The TCA Cycle (Citric Acid / Krebs Cycle)
Location & Overview
- Occurs in the mitochondrial matrix (enzymes are free or bound to the inner mitochondrial membrane/cristae)
- Entry substrate: acetyl-CoA (2-carbon unit from carbohydrate, fat, and protein catabolism)
- Acetyl-CoA condenses with oxaloacetate (OAA, 4C) to form citrate (6C), then two CO2 are released and OAA is regenerated
- The cycle is amphibolic - serves both oxidative (energy) and biosynthetic (anabolic) functions
The 8 Reactions
| Step | Substrate → Product | Enzyme | Cofactor/Product |
|---|---|---|---|
| 1 | Acetyl-CoA + OAA → Citrate | Citrate synthase | CoA-SH released |
| 2 | Citrate → Isocitrate | Aconitase (via cis-aconitate) | Fe²⁺; H₂O removed then added |
| 3 | Isocitrate → α-Ketoglutarate + CO₂ | Isocitrate dehydrogenase | NADH produced; Mn²⁺ |
| 4 | α-Ketoglutarate → Succinyl-CoA + CO₂ | α-Ketoglutarate dehydrogenase complex | NADH produced; thiamine (B1), lipoate, FAD, CoA |
| 5 | Succinyl-CoA → Succinate | Succinate thiokinase | GTP (substrate-level phosphorylation); Mg²⁺ |
| 6 | Succinate → Fumarate | Succinate dehydrogenase | FADH₂ produced |
| 7 | Fumarate → Malate | Fumarase | H₂O added |
| 8 | Malate → Oxaloacetate | Malate dehydrogenase | NADH produced |
Steps 3 and 4 are the two CO₂-releasing steps.

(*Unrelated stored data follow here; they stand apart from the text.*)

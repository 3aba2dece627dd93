//! Serial console telemetry.
//!
//! Keeps the most recent benchmark events in a [`TelemetryLog`] and mirrors
//! each one to `defmt` on the MCU or to stdout on the host, one line per
//! event. The line text is the event's `Display` output, so the analysis
//! tooling sees the same `WiFi download...` and `<value> kB/s` lines no matter
//! which build produced them.

#![cfg_attr(not(target_os = "none"), allow(dead_code))]

use controller_core::telemetry::{BenchEvent, TelemetryLog, TelemetrySink};

/// Records benchmark events and mirrors them to the console.
pub struct FirmwareTelemetry {
    log: TelemetryLog,
}

impl FirmwareTelemetry {
    pub const fn new() -> Self {
        Self {
            log: TelemetryLog::new(),
        }
    }

    pub fn log(&self) -> &TelemetryLog {
        &self.log
    }
}

impl Default for FirmwareTelemetry {
    fn default() -> Self {
        Self::new()
    }
}

impl TelemetrySink for FirmwareTelemetry {
    fn record(&mut self, event: BenchEvent, timestamp_ms: u64) {
        self.log.push(event, timestamp_ms);
        emit_event(&event, timestamp_ms);
    }

    fn flush(&mut self) {
        self.log.flush();
        flush_console();
    }
}

#[cfg(target_os = "none")]
fn emit_event(event: &BenchEvent, timestamp_ms: u64) {
    if event.is_halt() {
        defmt::warn!("[{=u64} ms] {}", timestamp_ms, defmt::Display2Format(event));
    } else {
        defmt::info!("[{=u64} ms] {}", timestamp_ms, defmt::Display2Format(event));
    }
}

#[cfg(not(target_os = "none"))]
fn emit_event(event: &BenchEvent, timestamp_ms: u64) {
    println!("[{timestamp_ms} ms] {event}");
}

#[cfg(target_os = "none")]
fn flush_console() {
    defmt::flush();
}

#[cfg(not(target_os = "none"))]
fn flush_console() {
    use std::io::Write;

    let _ = std::io::stdout().flush();
}
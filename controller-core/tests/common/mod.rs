#![allow(dead_code)]

use core::{cell::Cell, time::Duration};
use std::rc::Rc;

use controller_core::{
    Board, BenchConfig, PowerController, Step,
    clock::{Clock, duration_ms},
    cursor::MemoryCursor,
    network::{Endpoint, LinkStatus, Transport, TransportError, WifiCredentials, WifiLink},
    sequence::{PowerState, WakeTimer},
    telemetry::{BenchEvent, TelemetryLog},
    transition::{Halt, PowerControl},
    trigger::TriggerLine,
};
use embassy_futures::block_on;

pub type FakeBoard = Board<FakeClock, RecordingTrigger, FakeLink, ScriptedTransport, FakePower>;
pub type Controller<'a, 'c> = PowerController<
    'a,
    &'c mut MemoryCursor,
    FakeClock,
    RecordingTrigger,
    FakeLink,
    ScriptedTransport,
    FakePower,
>;
pub type Log = TelemetryLog<256>;

/// Shared millisecond counter; every read advances it by `tick`.
#[derive(Clone)]
pub struct FakeClock {
    now: Rc<Cell<u64>>,
    tick: u64,
}

impl FakeClock {
    pub fn new(tick: u64) -> Self {
        Self {
            now: Rc::new(Cell::new(0)),
            tick,
        }
    }

    pub fn peek(&self) -> u64 {
        self.now.get()
    }

    pub fn advance(&self, ms: u64) {
        self.now.set(self.now.get() + ms);
    }
}

impl Clock for FakeClock {
    fn now_ms(&self) -> u64 {
        let value = self.now.get();
        self.now.set(value + self.tick);
        value
    }

    async fn delay(&mut self, duration: Duration) {
        self.advance(duration_ms(duration));
    }
}

#[derive(Copy, Clone, Debug, Eq, PartialEq)]
pub enum Edge {
    Rise(u64),
    Fall(u64),
}

pub struct RecordingTrigger {
    clock: FakeClock,
    pub edges: Vec<Edge>,
    high: bool,
}

impl RecordingTrigger {
    pub fn new(clock: &FakeClock) -> Self {
        Self {
            clock: clock.clone(),
            edges: Vec::new(),
            high: false,
        }
    }

    pub fn is_high(&self) -> bool {
        self.high
    }

    pub fn pulses(&self) -> usize {
        self.edges
            .iter()
            .filter(|edge| matches!(edge, Edge::Rise(_)))
            .count()
    }
}

impl TriggerLine for RecordingTrigger {
    fn set_high(&mut self) {
        self.high = true;
        self.edges.push(Edge::Rise(self.clock.peek()));
    }

    fn set_low(&mut self) {
        self.high = false;
        self.edges.push(Edge::Fall(self.clock.peek()));
    }
}

/// Link that reports `Connected` after a fixed number of status polls.
pub struct FakeLink {
    pub connect_after: Option<u32>,
    pub polls: u32,
    pub begins: u32,
    pub disconnects: u32,
    pub connected: bool,
}

impl FakeLink {
    pub fn connecting_after(polls: u32) -> Self {
        Self {
            connect_after: Some(polls),
            polls: 0,
            begins: 0,
            disconnects: 0,
            connected: false,
        }
    }

    pub fn never_connects() -> Self {
        Self {
            connect_after: None,
            ..Self::connecting_after(0)
        }
    }
}

impl WifiLink for FakeLink {
    async fn begin(&mut self, credentials: WifiCredentials<'_>) -> LinkStatus {
        assert!(credentials.validate().is_ok());
        self.begins += 1;
        self.polls = 0;
        LinkStatus::Connecting
    }

    async fn status(&mut self) -> LinkStatus {
        self.polls += 1;
        match self.connect_after {
            Some(limit) if self.polls >= limit => {
                self.connected = true;
                LinkStatus::Connected
            }
            _ => LinkStatus::Connecting,
        }
    }

    async fn disconnect(&mut self) {
        self.disconnects += 1;
        self.connected = false;
    }
}

/// Transport whose reads yield `leading_idle_reads` sentinels after each
/// open, then bytes, optionally with a sentinel before every byte.
pub struct ScriptedTransport {
    pub open_result: Result<(), TransportError>,
    pub leading_idle_reads: u64,
    pub interleave_idle: bool,
    idle_next: bool,
    pub remaining_idle: u64,
    pub bytes_read: usize,
    pub idle_reads: u64,
    pub writes: Vec<usize>,
    pub opened: Vec<Endpoint>,
    pub closes: u32,
    pub open: bool,
}

impl ScriptedTransport {
    pub fn new() -> Self {
        Self {
            open_result: Ok(()),
            leading_idle_reads: 0,
            interleave_idle: false,
            idle_next: false,
            remaining_idle: 0,
            bytes_read: 0,
            idle_reads: 0,
            writes: Vec::new(),
            opened: Vec::new(),
            closes: 0,
            open: false,
        }
    }

    pub fn with_leading_idle_reads(mut self, count: u64) -> Self {
        self.leading_idle_reads = count;
        self
    }

    /// Alternates `None` and `Some` once the leading sentinels are used up.
    pub fn interleaving_idle_reads(mut self) -> Self {
        self.interleave_idle = true;
        self
    }

    pub fn refusing(mut self, error: TransportError) -> Self {
        self.open_result = Err(error);
        self
    }
}

impl Transport for ScriptedTransport {
    async fn open(&mut self, endpoint: Endpoint) -> Result<(), TransportError> {
        self.opened.push(endpoint);
        self.remaining_idle = self.leading_idle_reads;
        self.idle_next = self.interleave_idle;
        self.open = self.open_result.is_ok();
        self.open_result
    }

    async fn read_byte(&mut self) -> Option<u8> {
        if self.remaining_idle > 0 {
            self.remaining_idle -= 1;
            self.idle_reads += 1;
            return None;
        }
        if self.interleave_idle {
            self.idle_next = !self.idle_next;
            if !self.idle_next {
                self.idle_reads += 1;
                return None;
            }
        }
        self.bytes_read += 1;
        Some(b'!')
    }

    async fn write(&mut self, data: &[u8]) -> usize {
        self.writes.push(data.len());
        if self.open { data.len() } else { 0 }
    }

    async fn close(&mut self) {
        self.closes += 1;
        self.open = false;
    }
}

/// Light sleep advances the clock; deep sleep and restart must never be
/// entered directly by the controller.
pub struct FakePower {
    clock: FakeClock,
    pub light_sleeps: Vec<WakeTimer>,
}

impl FakePower {
    pub fn new(clock: &FakeClock) -> Self {
        Self {
            clock: clock.clone(),
            light_sleeps: Vec::new(),
        }
    }
}

impl PowerControl for FakePower {
    async fn light_sleep(&mut self, wake: WakeTimer) {
        self.light_sleeps.push(wake);
        self.clock.advance(duration_ms(wake.duration()));
    }

    fn deep_sleep(&mut self, wake: WakeTimer) -> ! {
        panic!("deep sleep ({wake}) entered directly");
    }

    fn restart(&mut self) -> ! {
        panic!("restart entered directly");
    }
}

pub fn board() -> FakeBoard {
    let clock = FakeClock::new(1);
    Board::new(
        clock.clone(),
        RecordingTrigger::new(&clock),
        FakeLink::connecting_after(3),
        ScriptedTransport::new().with_leading_idle_reads(4),
        FakePower::new(&clock),
    )
}

/// Short dwell and budget so a whole cycle runs quickly.
pub fn fast_config() -> BenchConfig<'static> {
    BenchConfig::new(WifiCredentials::new("bench-ap", "hunter22"))
        .with_dwell(Duration::from_millis(20))
        .with_transfer_budget(5_000)
}

/// Boots a controller on `cursor` and steps it until a halting state.
///
/// Returns the halt and the board so the caller can "reboot" onto it.
pub fn run_boot(
    config: BenchConfig<'_>,
    cursor: &mut MemoryCursor,
    board: FakeBoard,
    log: &mut Log,
) -> (Halt, FakeBoard) {
    let mut controller = PowerController::new(config, cursor, board);
    controller.boot(log);
    loop {
        if let Step::Halt(halt) = block_on(controller.step(log)) {
            let (_, board) = controller.into_parts();
            return (halt, board);
        }
    }
}

/// States announced in the log, oldest first.
pub fn entered_states(log: &Log) -> Vec<PowerState> {
    log.events()
        .filter_map(|event| match event {
            BenchEvent::StateEntered(state) => Some(state),
            _ => None,
        })
        .collect()
}
//! Download and upload throughput probes.
//!
//! Both probes move a fixed byte budget over a freshly opened connection and
//! report `bytes / elapsed_ms`. Neither probe retries or times out: a peer
//! that never sends stalls the download forever, and writes to a dead socket
//! are not checked. The connection is always closed before returning.

use core::{fmt, num::NonZeroUsize};

use super::{Endpoint, Transport, TransportError};
use crate::{
    clock::{Clock, elapsed_ms},
    telemetry::{BenchEvent, TelemetrySink},
};

/// Bytes moved by each probe.
pub const TRANSFER_BUDGET: usize = 1_000_000;

/// Size of the buffer the upload probe writes repeatedly.
pub const UPLOAD_BLOCK_SIZE: usize = 1400;

const BLOCK: NonZeroUsize = match NonZeroUsize::new(UPLOAD_BLOCK_SIZE) {
    Some(block) => block,
    None => panic!("upload block must not be empty"),
};

/// Direction of a throughput probe.
#[derive(Copy, Clone, Debug, Eq, PartialEq)]
pub enum ProbeKind {
    Download,
    Upload,
}

impl fmt::Display for ProbeKind {
    fn fmt(&self, f: &mut fmt::Formatter<'_>) -> fmt::Result {
        match self {
            ProbeKind::Download => f.write_str("download"),
            ProbeKind::Upload => f.write_str("upload"),
        }
    }
}

/// Write schedule for an upload of `budget` bytes in blocks of `block`.
#[derive(Copy, Clone, Debug, Eq, PartialEq)]
pub struct UploadPlan {
    pub full_writes: usize,
    /// Size of the trailing partial write; zero means no trailing write.
    pub remainder: usize,
}

impl UploadPlan {
    /// Total number of writes issued.
    pub const fn writes(&self) -> usize {
        self.full_writes + if self.remainder == 0 { 0 } else { 1 }
    }
}

/// `⌊budget / block⌋` full writes followed by one `budget mod block` write.
pub const fn upload_plan(budget: usize, block: NonZeroUsize) -> UploadPlan {
    UploadPlan {
        full_writes: budget / block.get(),
        remainder: budget % block.get(),
    }
}

/// Fills `buffer` with `abc…xyzabc…`.
#[allow(clippy::cast_possible_truncation)]
pub fn fill_pattern(buffer: &mut [u8]) {
    for (index, byte) in buffer.iter_mut().enumerate() {
        *byte = b'a' + (index % 26) as u8;
    }
}

/// Transfer rate in bytes per millisecond, printed as `kB/s`.
#[derive(Copy, Clone, Debug, PartialEq)]
pub enum Throughput {
    Rate(f64),
    /// The transfer finished within the same millisecond tick.
    Unbounded,
}

impl Throughput {
    #[allow(clippy::cast_precision_loss)]
    pub fn from_transfer(bytes: usize, elapsed_ms: u64) -> Self {
        if elapsed_ms == 0 {
            Throughput::Unbounded
        } else {
            Throughput::Rate(bytes as f64 / elapsed_ms as f64)
        }
    }

    pub fn rate(self) -> Option<f64> {
        match self {
            Throughput::Rate(rate) => Some(rate),
            Throughput::Unbounded => None,
        }
    }
}

impl fmt::Display for Throughput {
    fn fmt(&self, f: &mut fmt::Formatter<'_>) -> fmt::Result {
        match self {
            Throughput::Rate(rate) => write!(f, "{rate:.2} kB/s"),
            Throughput::Unbounded => f.write_str("inf kB/s"),
        }
    }
}

/// Outcome of one probe run.
#[derive(Copy, Clone, Debug, Eq, PartialEq)]
pub struct ProbeReport {
    pub kind: ProbeKind,
    /// Budget the throughput figure is computed from.
    pub bytes: usize,
    /// Bytes actually read, or accepted by the transport on upload.
    pub transferred: usize,
    pub elapsed_ms: u64,
    /// Download reads that returned no data.
    pub idle_reads: u64,
    /// Upload write calls issued.
    pub writes: usize,
    pub connected: bool,
}

impl ProbeReport {
    pub fn throughput(&self) -> Throughput {
        Throughput::from_transfer(self.bytes, self.elapsed_ms)
    }
}

async fn open<N, C, K>(
    transport: &mut N,
    clock: &C,
    telemetry: &mut K,
    kind: ProbeKind,
    endpoint: Endpoint,
) -> bool
where
    N: Transport + ?Sized,
    C: Clock + ?Sized,
    K: TelemetrySink + ?Sized,
{
    match transport.open(endpoint).await {
        Ok(()) => true,
        Err(error) => {
            record_connect_failure(telemetry, clock, kind, endpoint, error);
            false
        }
    }
}

fn record_connect_failure<C, K>(
    telemetry: &mut K,
    clock: &C,
    kind: ProbeKind,
    endpoint: Endpoint,
    error: TransportError,
) where
    C: Clock + ?Sized,
    K: TelemetrySink + ?Sized,
{
    telemetry.record(
        BenchEvent::ConnectFailed {
            kind,
            endpoint,
            error,
        },
        clock.now_ms(),
    );
}

/// Reads `budget` bytes one at a time from the peer at `endpoint`.
///
/// Reads that return no data do not count toward the budget.
pub async fn download<N, C, K>(
    transport: &mut N,
    clock: &C,
    telemetry: &mut K,
    endpoint: Endpoint,
    budget: usize,
) -> ProbeReport
where
    N: Transport + ?Sized,
    C: Clock + ?Sized,
    K: TelemetrySink + ?Sized,
{
    let connected = open(transport, clock, telemetry, ProbeKind::Download, endpoint).await;

    let started = clock.now_ms();
    let mut received = 0usize;
    let mut idle_reads = 0u64;
    while received < budget {
        match transport.read_byte().await {
            Some(_) => received += 1,
            None => idle_reads = idle_reads.saturating_add(1),
        }
    }
    let elapsed = elapsed_ms(started, clock.now_ms());

    transport.close().await;

    ProbeReport {
        kind: ProbeKind::Download,
        bytes: budget,
        transferred: received,
        elapsed_ms: elapsed,
        idle_reads,
        writes: 0,
        connected,
    }
}

/// Writes `budget` bytes of the lowercase pattern to the peer at `endpoint`.
pub async fn upload<N, C, K>(
    transport: &mut N,
    clock: &C,
    telemetry: &mut K,
    endpoint: Endpoint,
    budget: usize,
) -> ProbeReport
where
    N: Transport + ?Sized,
    C: Clock + ?Sized,
    K: TelemetrySink + ?Sized,
{
    let mut block = [0u8; UPLOAD_BLOCK_SIZE];
    fill_pattern(&mut block);
    let plan = upload_plan(budget, BLOCK);

    let connected = open(transport, clock, telemetry, ProbeKind::Upload, endpoint).await;

    let started = clock.now_ms();
    let mut accepted = 0usize;
    for _ in 0..plan.full_writes {
        accepted += transport.write(&block).await;
    }
    if plan.remainder != 0 {
        accepted += transport.write(&block[..plan.remainder]).await;
    }
    let elapsed = elapsed_ms(started, clock.now_ms());

    transport.close().await;

    ProbeReport {
        kind: ProbeKind::Upload,
        bytes: budget,
        transferred: accepted,
        elapsed_ms: elapsed,
        idle_reads: 0,
        writes: plan.writes(),
        connected,
    }
}

#[cfg(test)]
mod tests {
    use super::*;

    #[test]
    fn default_budget_splits_into_714_blocks_and_a_tail() {
        let plan = upload_plan(TRANSFER_BUDGET, BLOCK);
        assert_eq!(plan.full_writes, 714);
        assert_eq!(plan.remainder, 400);
        assert_eq!(plan.writes(), 715);
    }

    #[test]
    fn exact_multiple_has_no_tail_write() {
        let plan = upload_plan(2_800, BLOCK);
        assert_eq!(plan, UploadPlan { full_writes: 2, remainder: 0 });
        assert_eq!(plan.writes(), 2);
        assert_eq!(upload_plan(0, BLOCK).writes(), 0);
    }

    #[test]
    fn pattern_cycles_through_lowercase_ascii() {
        let mut buffer = [0u8; 30];
        fill_pattern(&mut buffer);
        assert_eq!(&buffer[..26], b"abcdefghijklmnopqrstuvwxyz");
        assert_eq!(&buffer[26..], b"abcd");
    }

    #[test]
    fn throughput_is_the_literal_ratio() {
        let rate = Throughput::from_transfer(TRANSFER_BUDGET, 250);
        assert_eq!(rate, Throughput::Rate(4_000.0));
        assert_eq!(Throughput::from_transfer(TRANSFER_BUDGET, 0), Throughput::Unbounded);
        assert_eq!(Throughput::Unbounded.rate(), None);
    }
}
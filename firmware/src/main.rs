#![cfg_attr(target_os = "none", no_std)]
#![cfg_attr(target_os = "none", no_main)]

mod settings;
mod telemetry;

#[cfg(target_os = "none")]
mod hw;
#[cfg(target_os = "none")]
mod runtime;

/// Host builds only check the baked-in settings.
#[cfg(not(target_os = "none"))]
fn main() {
    match settings::BuildOverrides::from_build_env().resolve() {
        Ok(config) => println!(
            "ssid `{}`, download {}, upload {}, restart policy {}",
            config.credentials.ssid, config.download_peer, config.upload_peer, config.restart_policy
        ),
        Err(err) => {
            eprintln!("{err}");
            std::process::exit(2);
        }
    }
}
//! Integration test support for HUDDLE
//!
//! Fixtures that stand up a relay, lobby members and transfer engines in
//! one process, plus timing helpers that tolerate slow CI machines.

pub mod fixtures;
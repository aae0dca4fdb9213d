//! Reusable multi-peer fixtures

mod two_peer;

pub use two_peer::{
    EnginePair, GatedStore, LOBBY, Member, ReadGate, SHARE_ROOT, TwoPeerFixture, descriptor,
    fast_session, member_config,
};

Energy Yield Per Acetyl-CoA (One Turn)
| Product | Quantity | ATP equivalents |
|---|---|---|
| NADH | 3 | ~2.5 ATP each = 7.5 ATP |
| FADH₂ | 1 | ~1.5 ATP each = 1.5 ATP |
| GTP/ATP | 1 | 1 ATP (substrate-level) |
| Total | ~10 ATP |
Since one glucose yields 2 pyruvate → 2 acetyl-CoA, the TCA cycle contributes ~20 ATP per glucose (plus the 5 NADH from pyruvate dehydrogenase across two turns).
Vitamins Required
Four B vitamins are essential (Harper's, p. 171):
- Thiamine (B1) - thiamine diphosphate; cofactor for α-ketoglutarate dehydrogenase
- Riboflavin (B2) - FAD; cofactor for succinate dehydrogenase
- Niacin (B3) - NAD⁺; electron acceptor for isocitrate dehydrogenase, α-ketoglutarate dehydrogenase, and malate dehydrogenase
- Pantothenic acid (B5) - component of coenzyme A; needed to form acetyl-CoA and succinyl-CoA
Deficiency in any of these impairs TCA cycle function and energy metabolism.
Regulation
The three key regulatory enzymes are all inhibited by NADH and activated by ADP/NAD⁺ (reflecting energy status):
| Enzyme | Activated by | Inhibited by |
|---|---|---|
| Citrate synthase | Acetyl-CoA, OAA | NADH, citrate, succinyl-CoA, ATP |
| Isocitrate dehydrogenase | ADP, Ca²⁺, NAD⁺ | NADH, ATP |
| α-Ketoglutarate dehydrogenase complex | Ca²⁺, ADP | NADH, succinyl-CoA, ATP |
In high-energy states (high NADH, ATP), the cycle slows. In low-energy states (high ADP, NAD⁺), it accelerates.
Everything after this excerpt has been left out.